K units of the K8 and K54 capsular polysaccharides produced by Acinetobacter baumannii BAL 097 and RCH52 have the same structure but contain different di-N-acyl derivatives of legionaminic acid and are linked differently

The K8 and K54 capsular polysaccharides were isolated from Acinetobacter baumannii BAL 097 and RCH52, respectively, and studied by sugar analysis, partial acid hydrolysis and selective solvolysis with CF₃CO₂H in the presence of 2-methyl-1-propanol, along with 1D and 2D ¹H and ¹³C NMR spectroscopy. The following structures of related branched tetrasaccharide repeats (K units) of the polysaccharides were established:[Figure presented] where Leg indicates 5,7-diamino-3,5,7,9-tetradeoxy-D-glycero-D-galacto-non-2-ulosonic (legionaminic) acid and R indicates (R)-3-hydroxybutanoyl or acetyl in the ratio ~2.5:1. The sequences of the KL8 and KL54 capsule gene clusters were closely related.

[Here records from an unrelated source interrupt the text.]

#![allow(dead_code)]

use axum::{
    extract::{Path, State},
    http::HeaderMap,
    routing::post,
    Json, Router,
};
use http::StatusCode;
use std::sync::atomic::{AtomicUsize, Ordering};
use std::sync::{Arc, Mutex};
use tokio::net::TcpListener;
use tokio::sync::oneshot;

/// Minimal stand-in for the Bedrock runtime `InvokeModel` endpoint.
#[derive(Clone)]
pub struct BedrockStub {
    base_url: String,
    calls: Arc<AtomicUsize>,
    requests: Arc<Mutex<Vec<RecordedInvoke>>>,
    shutdown: Arc<Mutex<Option<oneshot::Sender<()>>>>,
}

/// What the stub saw for one call.
#[derive(Clone, Debug)]
pub struct RecordedInvoke {
    pub model_id: String,
    pub content_type: Option<String>,
    pub accept: Option<String>,
    pub authorization: Option<String>,
    pub body: String,
}

#[derive(Clone)]
pub struct StubReply {
    pub status: StatusCode,
    pub body: serde_json::Value,
}

impl StubReply {
    pub fn ok(body: serde_json::Value) -> Self {
        Self {
            status: StatusCode::OK,
            body,
        }
    }

    pub fn error(status: StatusCode, message: &str) -> Self {
        Self {
            status,
            body: serde_json::json!({ "message": message }),
        }
    }
}

#[derive(Clone)]
struct StubState {
    reply: StubReply,
    calls: Arc<AtomicUsize>,
    requests: Arc<Mutex<Vec<RecordedInvoke>>>,
}

impl BedrockStub {
    pub async fn start(reply: StubReply) -> Self {
        let calls = Arc::new(AtomicUsize::new(0));
        let requests = Arc::new(Mutex::new(Vec::new()));
        let state = Arc::new(StubState {
            reply,
            calls: calls.clone(),
            requests: requests.clone(),
        });

        let router = Router::new()
            .route("/model/:model_id/invoke", post(invoke_handler))
            .with_state(state);

        let listener = TcpListener::bind("127.0.0.1:0")
            .await
            .expect("bind bedrock stub");
        let addr = listener.local_addr().expect("bedrock stub local addr");
        let (tx, rx) = oneshot::channel::<()>();

        let server = axum::serve(listener, router.into_make_service());
        tokio::spawn(async move {
            tokio::select! {
                res = server => {
                    if let Err(err) = res {
                        eprintln!("Bedrock stub server error: {err:?}");
                    }
                }
                _ = rx => {}
            }
        });

        BedrockStub {
            base_url: format!("http://{}", addr),
            calls,
            requests,
            shutdown: Arc::new(Mutex::new(Some(tx))),
        }
    }

    pub fn url(&self) -> String {
        self.base_url.clone()
    }

    pub fn calls(&self) -> usize {
        self.calls.load(Ordering::SeqCst)
    }

    pub fn take_requests(&self) -> Vec<RecordedInvoke> {
        let mut guard = self.requests.lock().expect("lock stub requests");
        guard.drain(..).collect()
    }
}

impl Drop for BedrockStub {
    fn drop(&mut self) {
        if let Ok(mut guard) = self.shutdown.lock() {
            if let Some(tx) = guard.take() {
                let _ = tx.send(());
            }
        }
    }
}

fn header(headers: &HeaderMap, name: http::header::HeaderName) -> Option<String> {
    headers
        .get(name)
        .and_then(|v| v.to_str().ok())
        .map(str::to_string)
}

async fn invoke_handler(
    State(state): State<Arc<StubState>>,
    Path(model_id): Path<String>,
    headers: HeaderMap,
    body: String,
) -> (StatusCode, [(&'static str, &'static str); 1], Json<serde_json::Value>) {
    state.calls.fetch_add(1, Ordering::SeqCst);
    if let Ok(mut guard) = state.requests.lock() {
        guard.push(RecordedInvoke {
            model_id,
            content_type: header(&headers, http::header::CONTENT_TYPE),
            accept: header(&headers, http::header::ACCEPT),
            authorization: header(&headers, http::header::AUTHORIZATION),
            body,
        });
    }

    (
        state.reply.status,
        [("x-amzn-requestid", "stub-request-1")],
        Json(state.reply.body.clone()),
    )
}

/// A typical Nova text completion body.
pub fn nova_text_response(text: &str) -> serde_json::Value {
    serde_json::json!({
        "output": {
            "message": {
                "role": "assistant",
                "content": [{ "text": text }]
            }
        },
        "stopReason": "end_turn",
        "usage": { "inputTokens": 12, "outputTokens": 4, "totalTokens": 16 }
    })
}
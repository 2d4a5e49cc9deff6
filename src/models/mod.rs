//! Data models for the generic request side and the Nova model catalog.
//!
//! This module groups three submodules:
//! - `nova`: The Amazon Nova model descriptor and its capabilities.
//! - `message`: A provider-neutral message bag and tool definitions.
//! - `options`: Request options recognized by the Nova request builder.
//!
//! The mapping from `message::MessageBag` into Nova's wire shape lives in
//! `crate::contract`.

pub mod message;
pub mod nova;
pub mod options;

pub use message::{ContentPart, Message, MessageBag, Tool, ToolCall, UserContent};
pub use nova::{Capability, Nova};
pub use options::RequestOptions;
use serde::{Deserialize, Serialize};
use std::fmt;

use super::options::RequestOptions;

/// Features a model advertises to callers.
#[derive(Debug, Clone, Copy, PartialEq, Eq, Hash, Serialize, Deserialize)]
#[serde(rename_all = "snake_case")]
pub enum Capability {
    InputMessages,
    InputImage,
    OutputText,
    ToolCalling,
}

impl Capability {
    pub fn as_str(&self) -> &'static str {
        match self {
            Capability::InputMessages => "input_messages",
            Capability::InputImage => "input_image",
            Capability::OutputText => "output_text",
            Capability::ToolCalling => "tool_calling",
        }
    }
}

impl fmt::Display for Capability {
    fn fmt(&self, f: &mut fmt::Formatter<'_>) -> fmt::Result {
        f.write_str(self.as_str())
    }
}

/// Amazon Nova model descriptor.
///
/// The name is the short form (`nova-pro`); the Bedrock model id is derived
/// from it by the model client.
#[derive(Debug, Clone, PartialEq, Serialize, Deserialize)]
pub struct Nova {
    name: String,
    capabilities: Vec<Capability>,
    /// Default options, applied underneath per-request options.
    #[serde(default)]
    options: RequestOptions,
}

impl Nova {
    pub const MICRO: &'static str = "nova-micro";
    pub const LITE: &'static str = "nova-lite";
    pub const PRO: &'static str = "nova-pro";
    pub const PREMIER: &'static str = "nova-premier";

    /// Short names of every Nova model known to this crate.
    pub const CATALOG: [&'static str; 4] = [Self::MICRO, Self::LITE, Self::PRO, Self::PREMIER];

    pub fn new(name: impl Into<String>) -> Self {
        Self::with_options(name, RequestOptions::default())
    }

    pub fn with_options(name: impl Into<String>, options: RequestOptions) -> Self {
        let name = name.into();
        let mut capabilities = vec![
            Capability::InputMessages,
            Capability::OutputText,
            Capability::ToolCalling,
        ];
        // Micro is text-only.
        if name != Self::MICRO {
            capabilities.push(Capability::InputImage);
        }
        Self {
            name,
            capabilities,
            options,
        }
    }

    /// Look up a model from the catalog by short name.
    pub fn known(name: &str) -> Option<Self> {
        Self::CATALOG
            .iter()
            .find(|candidate| **candidate == name)
            .map(|candidate| Self::new(*candidate))
    }

    pub fn name(&self) -> &str {
        &self.name
    }

    pub fn options(&self) -> &RequestOptions {
        &self.options
    }

    pub fn capabilities(&self) -> &[Capability] {
        &self.capabilities
    }

    pub fn supports(&self, capability: Capability) -> bool {
        self.capabilities.contains(&capability)
    }
}
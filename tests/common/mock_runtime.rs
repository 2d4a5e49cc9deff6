#![allow(dead_code)]

use async_trait::async_trait;
use bedrock_nova::runtime::{BedrockRuntime, InvokeModelRequest, InvokeModelResponse, RuntimeError};
use std::sync::{Arc, Mutex};

enum Reply {
    Ok(InvokeModelResponse),
    Fail { status: u16, message: String },
}

/// In-memory `BedrockRuntime` that records every request it receives.
pub struct RecordingRuntime {
    region: String,
    reply: Reply,
    requests: Mutex<Vec<InvokeModelRequest>>,
}

impl RecordingRuntime {
    /// Runtime in `us-east-1` answering with a short Nova text response.
    pub fn new() -> Arc<Self> {
        Self::responding(
            "us-east-1",
            serde_json::json!({
                "output": {"message": {"role": "assistant", "content": [{"text": "ok"}]}},
                "stopReason": "end_turn"
            }),
        )
    }

    pub fn responding(region: &str, body: serde_json::Value) -> Arc<Self> {
        Arc::new(Self {
            region: region.to_string(),
            reply: Reply::Ok(InvokeModelResponse::ok(body.to_string())),
            requests: Mutex::new(Vec::new()),
        })
    }

    pub fn failing(status: u16, message: &str) -> Arc<Self> {
        Arc::new(Self {
            region: "us-east-1".to_string(),
            reply: Reply::Fail {
                status,
                message: message.to_string(),
            },
            requests: Mutex::new(Vec::new()),
        })
    }

    pub fn calls(&self) -> usize {
        self.requests.lock().expect("lock requests").len()
    }

    pub fn requests(&self) -> Vec<InvokeModelRequest> {
        self.requests.lock().expect("lock requests").clone()
    }

    /// Decoded JSON body of the most recent request.
    pub fn last_body(&self) -> serde_json::Value {
        let requests = self.requests();
        let last = requests.last().expect("at least one request");
        serde_json::from_str(&last.body).expect("request body is valid JSON")
    }
}

#[async_trait]
impl BedrockRuntime for RecordingRuntime {
    fn region(&self) -> &str {
        &self.region
    }

    async fn invoke_model(
        &self,
        request: InvokeModelRequest,
    ) -> Result<InvokeModelResponse, RuntimeError> {
        self.requests.lock().expect("lock requests").push(request);
        match &self.reply {
            Reply::Ok(resp) => Ok(resp.clone()),
            Reply::Fail { status, message } => Err(RuntimeError::Service {
                status: *status,
                message: message.clone(),
            }),
        }
    }
}
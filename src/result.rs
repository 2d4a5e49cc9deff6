use serde::{Deserialize, Serialize};
use serde_json::Value;
use serde_with::skip_serializing_none;

use crate::error::{Error, Result};
use crate::runtime::InvokeModelResponse;

/// Unopinionated wrapper around the runtime's native `InvokeModel` response.
#[derive(Debug, Clone)]
pub struct RawBedrockResult {
    response: InvokeModelResponse,
}

impl RawBedrockResult {
    pub fn new(response: InvokeModelResponse) -> Self {
        Self { response }
    }

    /// The underlying runtime response.
    pub fn object(&self) -> &InvokeModelResponse {
        &self.response
    }

    pub fn into_object(self) -> InvokeModelResponse {
        self.response
    }

    /// Response body decoded as JSON.
    pub fn data(&self) -> Result<Value> {
        Ok(serde_json::from_slice(&self.response.body)?)
    }
}

/// Tool invocation requested by the model.
#[derive(Debug, Clone, PartialEq, Serialize, Deserialize)]
pub struct ToolUse {
    pub id: String,
    pub name: String,
    pub input: Value,
}

/// Interpreted model output.
#[derive(Debug, Clone, PartialEq, Serialize, Deserialize)]
#[serde(tag = "type", rename_all = "snake_case")]
pub enum ModelResult {
    Text { text: String },
    ToolCalls { tool_calls: Vec<ToolUse> },
}

/// Token usage reported by Nova (`usage` block).
#[derive(Debug, Clone, Copy, PartialEq, Eq, Serialize, Deserialize)]
#[serde(rename_all = "camelCase")]
pub struct Usage {
    #[serde(default)]
    pub input_tokens: u64,
    #[serde(default)]
    pub output_tokens: u64,
    #[serde(default)]
    pub total_tokens: u64,
}

/// Result plus the metadata Nova reports next to it.
#[skip_serializing_none]
#[derive(Debug, Clone, PartialEq, Serialize, Deserialize)]
pub struct ConvertedResult {
    pub result: ModelResult,
    pub stop_reason: Option<String>,
    pub usage: Option<Usage>,
}

/// Converts raw Nova responses into [`ConvertedResult`]s.
///
/// Expected shape:
/// `{ "output": { "message": { "content": [ { "text": ... } | { "toolUse": {...} } ] } }, "stopReason": ..., "usage": {...} }`
#[derive(Debug, Clone, Copy, Default)]
pub struct NovaResultConverter;

impl NovaResultConverter {
    pub fn convert(&self, raw: &RawBedrockResult) -> Result<ConvertedResult> {
        self.convert_value(&raw.data()?)
    }

    pub fn convert_value(&self, data: &Value) -> Result<ConvertedResult> {
        let output = data.get("output").ok_or(Error::EmptyResponse)?;
        let content = output
            .get("message")
            .and_then(|m| m.get("content"))
            .and_then(|c| c.as_array())
            .filter(|c| !c.is_empty())
            .ok_or(Error::MissingContent)?;

        let tool_calls: Vec<ToolUse> = content
            .iter()
            .filter_map(|item| item.get("toolUse"))
            .map(|tu| ToolUse {
                id: str_field(tu, "toolUseId"),
                name: str_field(tu, "name"),
                input: tu.get("input").cloned().unwrap_or(Value::Null),
            })
            .collect();

        let result = if tool_calls.is_empty() {
            let text = content[0]
                .get("text")
                .and_then(|t| t.as_str())
                .ok_or(Error::MissingContent)?;
            ModelResult::Text {
                text: text.to_string(),
            }
        } else {
            ModelResult::ToolCalls { tool_calls }
        };

        let stop_reason = data
            .get("stopReason")
            .and_then(|s| s.as_str())
            .map(str::to_string);
        let usage = data
            .get("usage")
            .and_then(|u| serde_json::from_value(u.clone()).ok());

        Ok(ConvertedResult {
            result,
            stop_reason,
            usage,
        })
    }
}

fn str_field(v: &Value, key: &str) -> String {
    v.get(key)
        .and_then(|s| s.as_str())
        .unwrap_or_default()
        .to_string()
}
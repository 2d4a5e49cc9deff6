use axum::{
    extract::State,
    response::{IntoResponse, Response},
    routing::{get, post},
    Json, Router,
};
use http::StatusCode;
use serde::Deserialize;
use std::sync::Arc;
use tower_http::trace::TraceLayer;

use crate::config::BedrockConfig;
use crate::error::Error;
use crate::models::{MessageBag, Nova, RequestOptions, Tool};
use crate::platform::Platform;
use crate::runtime::{BedrockRuntime, HttpBedrockRuntime};
use crate::util::{cors_layer_from_env, error_response};

/// Shared application state used by the HTTP handlers.
pub struct AppState {
    pub platform: Platform,
}

impl AppState {
    pub fn new(runtime: Arc<dyn BedrockRuntime>) -> Self {
        Self {
            platform: Platform::new(runtime),
        }
    }

    /// State backed by the HTTP Bedrock runtime configured from `config`.
    pub fn from_config(config: &BedrockConfig) -> Self {
        Self::new(Arc::new(HttpBedrockRuntime::new(config)))
    }
}

/// Chat-style request accepted by `/convert` and `/invoke`.
#[derive(Debug, Deserialize)]
pub struct ChatRequest {
    /// Short Nova model name, e.g. `nova-pro`.
    pub model: String,
    pub messages: MessageBag,
    #[serde(default)]
    pub tools: Vec<Tool>,
    #[serde(default)]
    pub options: RequestOptions,
}

/// Build the Axum router with `/status`, `/convert` and `/invoke`.
pub fn build_router(state: Arc<AppState>) -> Router {
    Router::new()
        .route("/status", get(status))
        .route("/convert", post(convert))
        .route("/invoke", post(invoke))
        .with_state(state)
        .layer(cors_layer_from_env())
        .layer(TraceLayer::new_for_http())
}

/// Service status endpoint listing the known models and routes.
async fn status() -> impl IntoResponse {
    Json(serde_json::json!({
        "name": "bedrock-nova",
        "version": env!("CARGO_PKG_VERSION"),
        "models": Nova::CATALOG,
        "routes": ["/status", "/convert", "/invoke"]
    }))
}

fn resolve_model(name: &str) -> Result<Nova, Response> {
    Nova::known(name).ok_or_else(|| {
        error_response(
            StatusCode::BAD_REQUEST,
            &format!("unknown Nova model: {name}"),
        )
    })
}

fn error_status(err: &Error) -> StatusCode {
    match err {
        Error::InvalidOption { .. } | Error::UnsupportedInput { .. } => StatusCode::BAD_REQUEST,
        Error::Serialization(_)
        | Error::Runtime(_)
        | Error::EmptyResponse
        | Error::MissingContent => StatusCode::BAD_GATEWAY,
    }
}

/// Build the Bedrock `InvokeModel` input for a chat request without sending it.
async fn convert(State(state): State<Arc<AppState>>, Json(req): Json<ChatRequest>) -> Response {
    let model = match resolve_model(&req.model) {
        Ok(m) => m,
        Err(resp) => return resp,
    };

    let prepared = match state
        .platform
        .prepare(&model, &req.messages, &req.tools, &req.options)
    {
        Ok(p) => p,
        Err(e) => return error_response(StatusCode::BAD_REQUEST, &e.to_string()),
    };

    let body: serde_json::Value = match serde_json::from_str(&prepared.body) {
        Ok(v) => v,
        Err(e) => {
            return error_response(
                StatusCode::INTERNAL_SERVER_ERROR,
                &format!("serialize error: {e}"),
            )
        }
    };

    Json(serde_json::json!({
        "modelId": prepared.model_id,
        "contentType": prepared.content_type,
        "body": body,
    }))
    .into_response()
}

/// Invoke Nova on Bedrock and return the interpreted result.
async fn invoke(State(state): State<Arc<AppState>>, Json(req): Json<ChatRequest>) -> Response {
    let model = match resolve_model(&req.model) {
        Ok(m) => m,
        Err(resp) => return resp,
    };

    match state
        .platform
        .invoke(&model, &req.messages, &req.tools, &req.options)
        .await
    {
        Ok(result) => Json(result).into_response(),
        Err(e) => {
            tracing::warn!(model = %req.model, error = %e, "invoke failed");
            error_response(error_status(&e), &e.to_string())
        }
    }
}
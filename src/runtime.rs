//! Bedrock runtime seam.
//!
//! `BedrockRuntime` is the only collaborator the model client talks to. The
//! crate ships `HttpBedrockRuntime`, which posts to the Bedrock `InvokeModel`
//! endpoint with a Bedrock API key; tests substitute recording mocks.

use async_trait::async_trait;
use bytes::Bytes;
use http::header;
use thiserror::Error;
use url::Url;

use crate::config::BedrockConfig;
use crate::util::build_http_client;

/// Content type of every Nova request body.
pub const CONTENT_TYPE_JSON: &str = "application/json";

/// Input of a single `InvokeModel` call.
#[derive(Debug, Clone, PartialEq, Eq)]
pub struct InvokeModelRequest {
    pub model_id: String,
    pub content_type: String,
    pub accept: String,
    /// Serialized JSON body.
    pub body: String,
}

impl InvokeModelRequest {
    pub fn json(model_id: impl Into<String>, body: impl Into<String>) -> Self {
        Self {
            model_id: model_id.into(),
            content_type: CONTENT_TYPE_JSON.to_string(),
            accept: CONTENT_TYPE_JSON.to_string(),
            body: body.into(),
        }
    }
}

/// Native `InvokeModel` output, kept as raw bytes.
#[derive(Debug, Clone, PartialEq, Eq)]
pub struct InvokeModelResponse {
    pub status: u16,
    pub content_type: Option<String>,
    /// Value of the `x-amzn-requestid` header when the service sent one.
    pub request_id: Option<String>,
    pub body: Bytes,
}

impl InvokeModelResponse {
    /// A 200 JSON response carrying `body`.
    pub fn ok(body: impl Into<Bytes>) -> Self {
        Self {
            status: 200,
            content_type: Some(CONTENT_TYPE_JSON.to_string()),
            request_id: None,
            body: body.into(),
        }
    }
}

#[derive(Error, Debug)]
pub enum RuntimeError {
    #[error("Transport error: {0}")]
    Transport(#[from] reqwest::Error),
    #[error("Bedrock returned {status}: {message}")]
    Service { status: u16, message: String },
    #[error("Invalid Bedrock endpoint `{0}`")]
    InvalidEndpoint(String),
}

/// Client capable of invoking a Bedrock model.
#[async_trait]
pub trait BedrockRuntime: Send + Sync {
    /// AWS region the client targets, e.g. `us-east-1`.
    fn region(&self) -> &str;

    async fn invoke_model(
        &self,
        request: InvokeModelRequest,
    ) -> Result<InvokeModelResponse, RuntimeError>;
}

/// `BedrockRuntime` over plain HTTPS with bearer (Bedrock API key) auth.
pub struct HttpBedrockRuntime {
    http: reqwest::Client,
    endpoint: String,
    region: String,
    bearer_token: Option<String>,
}

impl HttpBedrockRuntime {
    pub fn new(config: &BedrockConfig) -> Self {
        Self::with_client(build_http_client(config), config)
    }

    /// Use a caller-provided HTTP client (proxy/timeout settings in `config` are ignored).
    pub fn with_client(http: reqwest::Client, config: &BedrockConfig) -> Self {
        Self {
            http,
            endpoint: config.endpoint(),
            region: config.region.clone(),
            bearer_token: config.bearer_token.clone().filter(|t| !t.trim().is_empty()),
        }
    }

    pub fn endpoint(&self) -> &str {
        &self.endpoint
    }

    /// `{endpoint}/model/{model_id}/invoke`, with the model id encoded as one path segment.
    fn invoke_url(&self, model_id: &str) -> Result<Url, RuntimeError> {
        let invalid = || RuntimeError::InvalidEndpoint(self.endpoint.clone());
        let mut url = Url::parse(&self.endpoint).map_err(|_| invalid())?;
        url.path_segments_mut()
            .map_err(|_| invalid())?
            .pop_if_empty()
            .extend(["model", model_id, "invoke"]);
        Ok(url)
    }
}

#[async_trait]
impl BedrockRuntime for HttpBedrockRuntime {
    fn region(&self) -> &str {
        &self.region
    }

    async fn invoke_model(
        &self,
        request: InvokeModelRequest,
    ) -> Result<InvokeModelResponse, RuntimeError> {
        let url = self.invoke_url(&request.model_id)?;
        tracing::debug!(
            url = %url,
            has_bearer = self.bearer_token.is_some(),
            body_len = request.body.len(),
            "invoke_model: sending request"
        );

        let mut rb = self
            .http
            .post(url)
            .header(header::CONTENT_TYPE, request.content_type)
            .header(header::ACCEPT, request.accept)
            .body(request.body);
        if let Some(token) = &self.bearer_token {
            rb = rb.bearer_auth(token);
        }
        let resp = rb.send().await?;

        let status = resp.status();
        let content_type = resp
            .headers()
            .get(header::CONTENT_TYPE)
            .and_then(|v| v.to_str().ok())
            .map(str::to_string);
        let request_id = resp
            .headers()
            .get("x-amzn-requestid")
            .and_then(|v| v.to_str().ok())
            .map(str::to_string);
        let body = resp.bytes().await?;

        if !status.is_success() {
            let message = service_error_message(&body);
            tracing::warn!(status = status.as_u16(), request_id = ?request_id, error = %message, "invoke_model: upstream error");
            return Err(RuntimeError::Service {
                status: status.as_u16(),
                message,
            });
        }

        Ok(InvokeModelResponse {
            status: status.as_u16(),
            content_type,
            request_id,
            body,
        })
    }
}

/// Bedrock error bodies look like `{"message": "..."}`; fall back to the raw text.
fn service_error_message(body: &[u8]) -> String {
    serde_json::from_slice::<serde_json::Value>(body)
        .ok()
        .and_then(|v| {
            v.get("message")
                .or_else(|| v.get("Message"))
                .and_then(|m| m.as_str())
                .map(str::to_string)
        })
        .unwrap_or_else(|| String::from_utf8_lossy(body).into_owned())
}
use std::sync::Arc;

use crate::client::NovaModelClient;
use crate::contract;
use crate::error::{Error, Result};
use crate::models::{Capability, MessageBag, Nova, RequestOptions, Tool};
use crate::result::{ConvertedResult, NovaResultConverter, RawBedrockResult};
use crate::runtime::{BedrockRuntime, InvokeModelRequest};

/// Entry point wiring message normalization, the Nova client and result conversion.
#[derive(Clone)]
pub struct Platform {
    client: NovaModelClient,
    converter: NovaResultConverter,
}

impl Platform {
    pub fn new(runtime: Arc<dyn BedrockRuntime>) -> Self {
        Self {
            client: NovaModelClient::new(runtime),
            converter: NovaResultConverter,
        }
    }

    pub fn client(&self) -> &NovaModelClient {
        &self.client
    }

    /// Effective options: request options over the model defaults, with
    /// `tools` (when non-empty) replacing any pre-normalized tool list.
    fn effective_options(model: &Nova, tools: &[Tool], options: &RequestOptions) -> RequestOptions {
        let mut merged = options.merged_over(model.options());
        if !tools.is_empty() {
            merged.tools = Some(contract::map_tools(tools));
        }
        merged
    }

    /// Reject content the model cannot take before anything is built or sent.
    fn check_input(model: &Nova, messages: &MessageBag) -> Result<()> {
        if messages.has_images() && !model.supports(Capability::InputImage) {
            return Err(Error::UnsupportedInput {
                model: model.name().to_string(),
                capability: Capability::InputImage,
            });
        }
        Ok(())
    }

    /// Build the `InvokeModel` input for a conversation without dispatching it.
    pub fn prepare(
        &self,
        model: &Nova,
        messages: &MessageBag,
        tools: &[Tool],
        options: &RequestOptions,
    ) -> Result<InvokeModelRequest> {
        Self::check_input(model, messages)?;
        let options = Self::effective_options(model, tools, options);
        self.client
            .build_request(model, contract::to_nova_payload(messages), &options)
    }

    /// Dispatch a conversation and return the untouched runtime response.
    pub async fn invoke_raw(
        &self,
        model: &Nova,
        messages: &MessageBag,
        tools: &[Tool],
        options: &RequestOptions,
    ) -> Result<RawBedrockResult> {
        Self::check_input(model, messages)?;
        let options = Self::effective_options(model, tools, options);
        self.client
            .request(model, contract::to_nova_payload(messages), &options)
            .await
    }

    /// Dispatch a conversation and interpret the response.
    pub async fn invoke(
        &self,
        model: &Nova,
        messages: &MessageBag,
        tools: &[Tool],
        options: &RequestOptions,
    ) -> Result<ConvertedResult> {
        let raw = self.invoke_raw(model, messages, tools, options).await?;
        self.converter.convert(&raw)
    }
}
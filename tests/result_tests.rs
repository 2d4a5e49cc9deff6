use bedrock_nova::result::{ToolUse, Usage};
use bedrock_nova::{Error, InvokeModelResponse, ModelResult, NovaResultConverter, RawBedrockResult};
use serde_json::json;

fn raw(body: serde_json::Value) -> RawBedrockResult {
    RawBedrockResult::new(InvokeModelResponse::ok(body.to_string()))
}

#[test]
fn converts_text_response() {
    let converted = NovaResultConverter
        .convert(&raw(json!({
            "output": {"message": {"role": "assistant", "content": [{"text": "Hello there"}]}},
            "stopReason": "end_turn",
            "usage": {"inputTokens": 5, "outputTokens": 2, "totalTokens": 7}
        })))
        .unwrap();

    assert_eq!(
        converted.result,
        ModelResult::Text {
            text: "Hello there".into()
        }
    );
    assert_eq!(converted.stop_reason.as_deref(), Some("end_turn"));
    assert_eq!(
        converted.usage,
        Some(Usage {
            input_tokens: 5,
            output_tokens: 2,
            total_tokens: 7
        })
    );
}

#[test]
fn converts_tool_use_response_in_order() {
    let converted = NovaResultConverter
        .convert(&raw(json!({
            "output": {"message": {"role": "assistant", "content": [
                {"text": "Let me check."},
                {"toolUse": {"toolUseId": "a", "name": "weather", "input": {"city": "Oslo"}}},
                {"toolUse": {"toolUseId": "b", "name": "clock", "input": {}}}
            ]}},
            "stopReason": "tool_use"
        })))
        .unwrap();

    assert_eq!(
        converted.result,
        ModelResult::ToolCalls {
            tool_calls: vec![
                ToolUse {
                    id: "a".into(),
                    name: "weather".into(),
                    input: json!({"city": "Oslo"})
                },
                ToolUse {
                    id: "b".into(),
                    name: "clock".into(),
                    input: json!({})
                },
            ]
        }
    );
    assert!(converted.usage.is_none());
}

#[test]
fn missing_output_is_empty_response() {
    let err = NovaResultConverter.convert(&raw(json!({"stopReason": "end_turn"}))).unwrap_err();
    assert!(matches!(err, Error::EmptyResponse));
    assert_eq!(err.to_string(), "Response does not contain any content.");
}

#[test]
fn empty_content_is_missing_content() {
    let err = NovaResultConverter
        .convert(&raw(json!({"output": {"message": {"content": []}}})))
        .unwrap_err();
    assert!(matches!(err, Error::MissingContent));
}

#[test]
fn converted_result_serializes_with_type_tag() {
    let converted = NovaResultConverter
        .convert(&raw(json!({"output": {"message": {"content": [{"text": "hi"}]}}})))
        .unwrap();
    assert_eq!(
        serde_json::to_value(&converted).unwrap(),
        json!({"result": {"type": "text", "text": "hi"}})
    );
}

The difference in the acyl group at O-7 on the sidechain legionaminic acid is due to differences in two genes in the legionaminic acid biosynthesis cluster. The wzy genes encoding the K unit polymerases are also different and make different linkages between the K units, allowing the first sugar of both K units to be identified as D-GlcpNAc. The shared Gtr20 glycosyltransferase, also encoded in KL63, forms the α-L-FucpNAc-(1 → 3)-D-GlcpNAc linkage, and Gtr19 was predicted to form α-D-GalpNAc-(1 → 3)-L-FucpNAc. Gtr18 from KL8 is 75% identical to Gtr108 from KL54 and both would link the Leg derivative to D-GalpNAc. Hence the genes present at the K locus were consistent with the composition and structures of the K8 and K54 capsular polysaccharides.